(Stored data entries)
============

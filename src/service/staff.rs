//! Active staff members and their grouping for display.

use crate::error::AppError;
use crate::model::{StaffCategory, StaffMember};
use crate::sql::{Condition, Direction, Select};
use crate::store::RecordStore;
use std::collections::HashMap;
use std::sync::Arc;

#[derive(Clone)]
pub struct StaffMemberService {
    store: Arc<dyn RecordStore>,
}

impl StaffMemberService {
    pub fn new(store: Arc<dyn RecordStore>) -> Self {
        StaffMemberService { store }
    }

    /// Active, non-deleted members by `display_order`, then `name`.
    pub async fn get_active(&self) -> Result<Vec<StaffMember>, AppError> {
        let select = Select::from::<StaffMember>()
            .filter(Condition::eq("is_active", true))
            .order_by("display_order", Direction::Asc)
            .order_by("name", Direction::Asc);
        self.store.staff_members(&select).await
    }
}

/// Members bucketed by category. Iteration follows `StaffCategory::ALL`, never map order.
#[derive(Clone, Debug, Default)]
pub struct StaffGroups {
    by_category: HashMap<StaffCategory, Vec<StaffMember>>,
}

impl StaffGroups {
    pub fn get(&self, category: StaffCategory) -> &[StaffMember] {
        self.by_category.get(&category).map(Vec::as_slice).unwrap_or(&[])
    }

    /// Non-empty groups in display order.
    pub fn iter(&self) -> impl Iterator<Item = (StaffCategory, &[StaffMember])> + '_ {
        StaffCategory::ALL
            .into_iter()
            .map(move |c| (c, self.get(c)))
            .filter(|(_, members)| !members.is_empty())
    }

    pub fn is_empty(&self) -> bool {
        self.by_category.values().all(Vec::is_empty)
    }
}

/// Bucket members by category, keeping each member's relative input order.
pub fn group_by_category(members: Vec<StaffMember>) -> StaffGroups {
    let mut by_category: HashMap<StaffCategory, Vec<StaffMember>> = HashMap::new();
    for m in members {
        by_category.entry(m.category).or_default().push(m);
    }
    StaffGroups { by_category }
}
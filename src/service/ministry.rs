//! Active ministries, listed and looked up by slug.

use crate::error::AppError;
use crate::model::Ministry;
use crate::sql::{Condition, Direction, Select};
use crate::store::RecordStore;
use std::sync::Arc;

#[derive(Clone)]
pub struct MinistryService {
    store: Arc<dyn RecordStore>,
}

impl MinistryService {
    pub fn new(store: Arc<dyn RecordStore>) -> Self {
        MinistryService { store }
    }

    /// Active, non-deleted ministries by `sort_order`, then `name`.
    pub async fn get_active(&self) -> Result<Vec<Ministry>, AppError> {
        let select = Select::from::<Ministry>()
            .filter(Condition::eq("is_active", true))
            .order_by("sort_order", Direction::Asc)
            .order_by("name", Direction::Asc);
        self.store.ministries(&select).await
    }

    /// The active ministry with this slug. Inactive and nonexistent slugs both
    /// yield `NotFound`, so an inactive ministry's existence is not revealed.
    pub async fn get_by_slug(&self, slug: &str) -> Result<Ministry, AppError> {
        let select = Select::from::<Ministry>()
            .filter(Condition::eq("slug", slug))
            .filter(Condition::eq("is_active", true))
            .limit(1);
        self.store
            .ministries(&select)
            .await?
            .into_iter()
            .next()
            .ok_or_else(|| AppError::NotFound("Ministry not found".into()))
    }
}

============

- _Work item_:
All of the entries above need to be printed again exactly.

- _Task response_:
filename src/service/staff.rs
//! Active staff members and their grouping for display.

use crate::error::AppError;
use crate::model::{StaffCategory, StaffMember};
use crate::sql::{Condition, Direction, Select};
use crate::store::RecordStore;
use std::collections::HashMap;
use std::sync::Arc;

#[derive(Clone)]
pub struct StaffMemberService {
    store: Arc<dyn RecordStore>,
}

impl StaffMemberService {
    pub fn new(store: Arc<dyn RecordStore>) -> Self {
        StaffMemberService { store }
    }

    /// Active, non-deleted members by `display_order`, then `name`.
    pub async fn get_active(&self) -> Result<Vec<StaffMember>, AppError> {
        let select = Select::from::<StaffMember>()
            .filter(Condition::eq("is_active", true))
            .order_by("display_order", Direction::Asc)
            .order_by("name", Direction::Asc);
        self.store.staff_members(&select).await
    }
}

/// Members bucketed by category. Iteration follows `StaffCategory::ALL`, never map order.
#[derive(Clone, Debug, Default)]
pub struct StaffGroups {
    by_category: HashMap<StaffCategory, Vec<StaffMember>>,
}

impl StaffGroups {
    pub fn get(&self, category: StaffCategory) -> &[StaffMember] {
        self.by_category.get(&category).map(Vec::as_slice).unwrap_or(&[])
    }

    /// Non-empty groups in display order.
    pub fn iter(&self) -> impl Iterator<Item = (StaffCategory, &[StaffMember])> + '_ {
        StaffCategory::ALL
            .into_iter()
            .map(move |c| (c, self.get(c)))
            .filter(|(_, members)| !members.is_empty())
    }

    pub fn is_empty(&self) -> bool {
        self.by_category.values().all(Vec::is_empty)
    }
}

/// Bucket members by category, keeping each member's relative input order.
pub fn group_by_category(members: Vec<StaffMember>) -> StaffGroups {
    let mut by_category: HashMap<StaffCategory, Vec<StaffMember>> = HashMap::new();
    for m in members {
        by_category.entry(m.category).or_default().push(m);
    }
    StaffGroups { by_category }
}
filename src/service/ministry.rs
//! Active ministries, listed and looked up by slug.

use crate::error::AppError;
use crate::model::Ministry;
use crate::sql::{Condition, Direction, Select};
use crate::store::RecordStore;
use std::sync::Arc;

#[derive(Clone)]
pub struct MinistryService {
    store: Arc<dyn RecordStore>,
}

impl MinistryService {
    pub fn new(store: Arc<dyn RecordStore>) -> Self {
        MinistryService { store }
    }

    /// Active, non-deleted ministries by `sort_order`, then `name`.
    pub async fn get_active(&self) -> Result<Vec<Ministry>, AppError> {
        let select = Select::from::<Ministry>()
            .filter(Condition::eq("is_active", true))
            .order_by("sort_order", Direction::Asc)
            .order_by("name", Direction::Asc);
        self.store.ministries(&select).await
    }

    /// The active ministry with this slug. Inactive and nonexistent slugs both
    /// yield `NotFound`, so an inactive ministry's existence is not revealed.
    pub async fn get_by_slug(&self, slug: &str) -> Result<Ministry, AppError> {
        let select = Select::from::<Ministry>()
            .filter(Condition::eq("slug", slug))
            .filter(Condition::eq("is_active", true))
            .limit(1);
        self.store
            .ministries(&select)
            .await?
            .into_iter()
            .next()
            .ok_or_else(|| AppError::NotFound("Ministry not found".into()))
    }
}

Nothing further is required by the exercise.